Nació en Pasadena, California, el 22 de junio de 1947. Su padre falleció cuando ella era pequeña y se crio con su madre y su abuela, sufriendo las consecuencias de pertenecer a una familia negra matriarcal, y llegando a ser muy consciente de la discriminación a la que su comunidad era sometida.

Esta discriminación también la experimentó en la lectura, donde no encontraba personajes afroamericanos con los que sentirse identificada. Esto la llevó a escribir historias que cambiaran esta peculiaridad de la literatura, para darle a las personas negras la posibilidad de sentirse identificadas con los personajes principales de una historia.

Una anécdota que se ha hecho famosa acerca de sus orígenes literarios dice que cierta vez, cuando tenía poco más de diez años, estaba mirando una película de Ciencia ficción bastante mala, y se dijo que ella podía escribir una historia mejor. Apagó la tele y se puso a escribir. Octavia contaba esta anécdota rematándola de forma rotunda: «he estado escribiendo ciencia ficción desde entonces».

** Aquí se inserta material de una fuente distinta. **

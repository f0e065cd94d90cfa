//! Representation of machine-dependent shader IR.
//!
//! The `ir` module defines the lowered, vendor-specific SSA form: register
//! operands with algebraic modifiers, instructions grouped into hardware
//! categories, basic blocks with machine-level control flow, and the shader
//! aggregate owning all of it.

pub mod builder;
mod condcodes;
pub mod constpool;
mod entities;
mod instr;
mod layout;
mod opcodes;
pub mod reg;
pub mod regmask;
mod shader;
mod types;

pub use self::builder::InsertBuilder;
pub use self::condcodes::CondCode;
pub use self::constpool::{ConstAlloc, ConstPool, ConstPurpose};
pub use self::entities::{ArrayVar, Block, Inst, Reg};
pub use self::instr::{BarrierMask, InstData, InstrFlags, MemInfo, OpPayload, TexInfo};
pub use self::layout::Layout;
pub use self::opcodes::{Category, Opcode};
pub use self::reg::{file_offset, slot_width, RegData, RegFile, RegFlags, INVALID_REG};
pub use self::regmask::RegMask;
pub use self::shader::{ArrayData, BlockData, Shader, ShaderStage};
pub use self::types::{NumType, RoundMode};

La obra de Octavia Butler se enmarca en el género de la Fantasía y la Ciencia ficción de corte afrofuturista, y se encuadra en varias series, las cuales, de alguna forma, se encuentran interconectadas. Entre sus títulos más famosos se encuentran Amanecer, Ritos de madurez, La Parábola del Sembrador e Hija de sangre y otros relatos.

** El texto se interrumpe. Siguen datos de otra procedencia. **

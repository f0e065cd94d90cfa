//! Compilation context and pipeline driver.
//!
//! There is no ambient state anywhere in this crate: everything a pass
//! needs to know about the target GPU or the requested options travels in
//! an explicit [`Compiler`] handed to the entry points. A [`Context`] holds
//! one shader plus the analyses that can be reused between passes.

use crate::dominator_tree::DominatorTree;
use crate::ir::Shader;
use crate::postsched::SchedStats;
use crate::{cp, cse, dce, flowgraph, postsched, verify};

/// Static description of the target GPU.
#[derive(Clone, Copy, Debug)]
pub struct GpuInfo {
    /// Hardware generation.
    pub gen: u8,
    /// Half and full registers share the same register RAM.
    pub merged_regs: bool,
    /// The target supports doubled wave size for fragment/compute work.
    pub double_wave: bool,
    /// Relative constant offset 0 in the last cat3 slot is miscompiled by
    /// the instruction decoder.
    pub cat3_rel_offset_0_quirk: bool,
    /// Movs widening a half shared register must be kept as real
    /// instructions.
    pub mov_half_shared_quirk: bool,
    /// Size of the constant file, in vec4 units.
    pub max_const: u16,
}

impl GpuInfo {
    /// Description of a given hardware generation.
    pub fn for_gen(gen: u8) -> Self {
        Self {
            gen,
            merged_regs: gen >= 6,
            double_wave: gen >= 6,
            cat3_rel_offset_0_quirk: gen < 6,
            mov_half_shared_quirk: gen >= 7,
            max_const: 256,
        }
    }
}

impl Default for GpuInfo {
    fn default() -> Self {
        Self::for_gen(6)
    }
}

/// Per-compilation options.
#[derive(Clone, Copy, Debug)]
pub struct Options {
    /// Demote immediates that cannot be encoded inline to constant-file
    /// slots.
    pub lower_imm_to_const: bool,
}

impl Default for Options {
    fn default() -> Self {
        Self {
            lower_imm_to_const: true,
        }
    }
}

/// The compiler: target description plus options. Shared by every shader
/// compiled against the same device; immutable during compilation.
#[derive(Clone, Copy, Debug, Default)]
pub struct Compiler {
    /// Target GPU.
    pub gpu: GpuInfo,
    /// Options.
    pub options: Options,
}

impl Compiler {
    /// Create a compiler for `gpu` with `options`.
    pub fn new(gpu: GpuInfo, options: Options) -> Self {
        Self { gpu, options }
    }
}

/// Persistent data structures for compiling one shader.
///
/// The context owns the shader and the analyses, and drives the pass
/// pipeline. In debug builds the verifier runs after every pass.
pub struct Context {
    /// The shader being compiled.
    pub shader: Shader,
    /// Dominator tree, recomputed when control flow changes.
    pub domtree: DominatorTree,
    /// Scheduling results of the last post-RA run.
    pub sched_stats: SchedStats,
}

impl Context {
    /// Create a context around a translated shader.
    pub fn new(shader: Shader) -> Self {
        Self {
            shader,
            domtree: DominatorTree::new(),
            sched_stats: SchedStats::default(),
        }
    }

    /// Recompute the flow graph and dominator tree.
    pub fn compute_cfg(&mut self) {
        flowgraph::compute(&mut self.shader);
        self.domtree.compute(&mut self.shader);
    }

    /// Run the verifier in debug builds.
    pub fn verify_if(&self) {
        if cfg!(debug_assertions) {
            verify::verify_shader(&self.shader);
        }
    }

    /// The algebraic-optimization driver loop: copy propagation, CSE and
    /// DCE re-run until none of them makes progress.
    pub fn optimize(&mut self, compiler: &Compiler) {
        self.compute_cfg();
        self.verify_if();
        loop {
            let mut progress = false;
            progress |= cp::copy_propagate(&mut self.shader, compiler);
            self.verify_if();
            progress |= cse::do_cse(&mut self.shader, &self.domtree);
            self.verify_if();
            progress |= dce::do_dce(&mut self.shader);
            self.verify_if();
            if !progress {
                break;
            }
        }
        self.shader.find_ssa_uses(false);
    }

    /// Post-RA scheduling: reorder within blocks, insert sync bits, then
    /// number the instructions for encoding.
    pub fn schedule_postra(&mut self) {
        self.sched_stats = postsched::run(&mut self.shader);
        self.shader.number_instructions();
        self.verify_if();
    }
}

#[cfg(test)]
mod tests {
    use super::*;
    use crate::cursor::{Cursor, ShaderCursor};
    use crate::ir::{NumType, Opcode, RegFlags, ShaderStage};

    #[test]
    fn gpu_generations() {
        let g5 = GpuInfo::for_gen(5);
        assert!(!g5.merged_regs);
        assert!(g5.cat3_rel_offset_0_quirk);
        let g6 = GpuInfo::default();
        assert!(g6.merged_regs);
        assert!(!g6.cat3_rel_offset_0_quirk);
        assert!(GpuInfo::for_gen(7).mov_half_shared_quirk);
    }

    /// Property 5: after the driver loop, no eligible mov whose removal is
    /// semantics-preserving remains.
    #[test]
    fn optimize_reaches_mov_free_fixpoint() {
        let mut sh = Shader::new(GpuInfo::default(), ShaderStage::Fragment);
        let block = sh.create_block();
        let mut cur = ShaderCursor::new(&mut sh).at_bottom(block);
        let x = cur.ins().input(0, false);
        let xd = cur.shader.insts[x].dst();
        let m1 = cur.ins().mov(NumType::F32, xd);
        let m1d = cur.shader.insts[m1].dst();
        let m2 = cur.ins().mov(NumType::F32, m1d);
        let m2d = cur.shader.insts[m2].dst();
        let add = cur.ins().binary(Opcode::AddF, m2d, xd);
        let ad = cur.shader.insts[add].dst();
        let out = cur.ins().mov(NumType::F32, ad);
        cur.ins().end();
        sh.pin_keep(block, out);

        let compiler = Compiler::default();
        let mut ctx = Context::new(sh);
        ctx.optimize(&compiler);

        let sh = &ctx.shader;
        for block in sh.layout.blocks() {
            for inst in sh.layout.block_insts(block) {
                if crate::cp::is_eligible_mov(sh, inst, true) {
                    // Any surviving eligible mov must still have consumers
                    // that refused the fold; a bare copy may not remain.
                    let src = sh.insts[inst].srcs[0];
                    assert!(
                        sh.regs[src].flags.intersects(RegFlags::MODS),
                        "plain mov {inst} survived the driver loop"
                    );
                }
            }
        }
        assert!(sh.layout.inst_block(add).is_some());
        assert!(sh.layout.inst_block(m1).is_none());
        assert!(sh.layout.inst_block(m2).is_none());
    }

    #[test]
    fn optimize_then_schedule_smoke() {
        let mut sh = Shader::new(GpuInfo::default(), ShaderStage::Fragment);
        let block = sh.create_block();
        let mut cur = ShaderCursor::new(&mut sh).at_bottom(block);
        let x = cur.ins().input(0, false);
        let xd = cur.shader.insts[x].dst();
        let add = cur.ins().binary(Opcode::AddF, xd, xd);
        let ad = cur.shader.insts[add].dst();
        let out = cur.ins().mov(NumType::F32, ad);
        cur.ins().end();
        sh.pin_keep(block, out);

        let compiler = Compiler::default();
        let mut ctx = Context::new(sh);
        ctx.optimize(&compiler);

        // Pretend-RA: assign physical numbers so scheduling has slots.
        let regs: Vec<crate::ir::Reg> = ctx.shader.regs.keys().collect();
        let mut next = 0u16;
        for r in regs {
            if ctx.shader.regs[r].flags.contains(RegFlags::SSA)
                && ctx.shader.regs[r].instr.is_some()
                && ctx.shader.regs[r].def.is_none()
            {
                ctx.shader.regs[r].num = next;
                next += 4;
            }
        }
        let srcs: Vec<crate::ir::Reg> = ctx.shader.regs.keys().collect();
        for r in srcs {
            if let Some(def) = ctx.shader.regs[r].def.expand() {
                ctx.shader.regs[r].num = ctx.shader.regs[def].num;
            }
        }

        ctx.schedule_postra();
        assert!(ctx.shader.number_instructions() > 0);
    }
}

La esclavitud y la opresión sexual son dos de los temas que atraviesan la dinámica de su obra. Butler estaba convencida de que es importante que la gente piense qué sucede en el corazón de una persona cuando siente que toda la sociedad está en su contra. La lucha de clases también está presente en sus novelas, y es abordada desde las cuestiones sociales y religiosas.

Butler falleció el24 de febrero de2006 a los 58 años de un accidente cerebrovascular.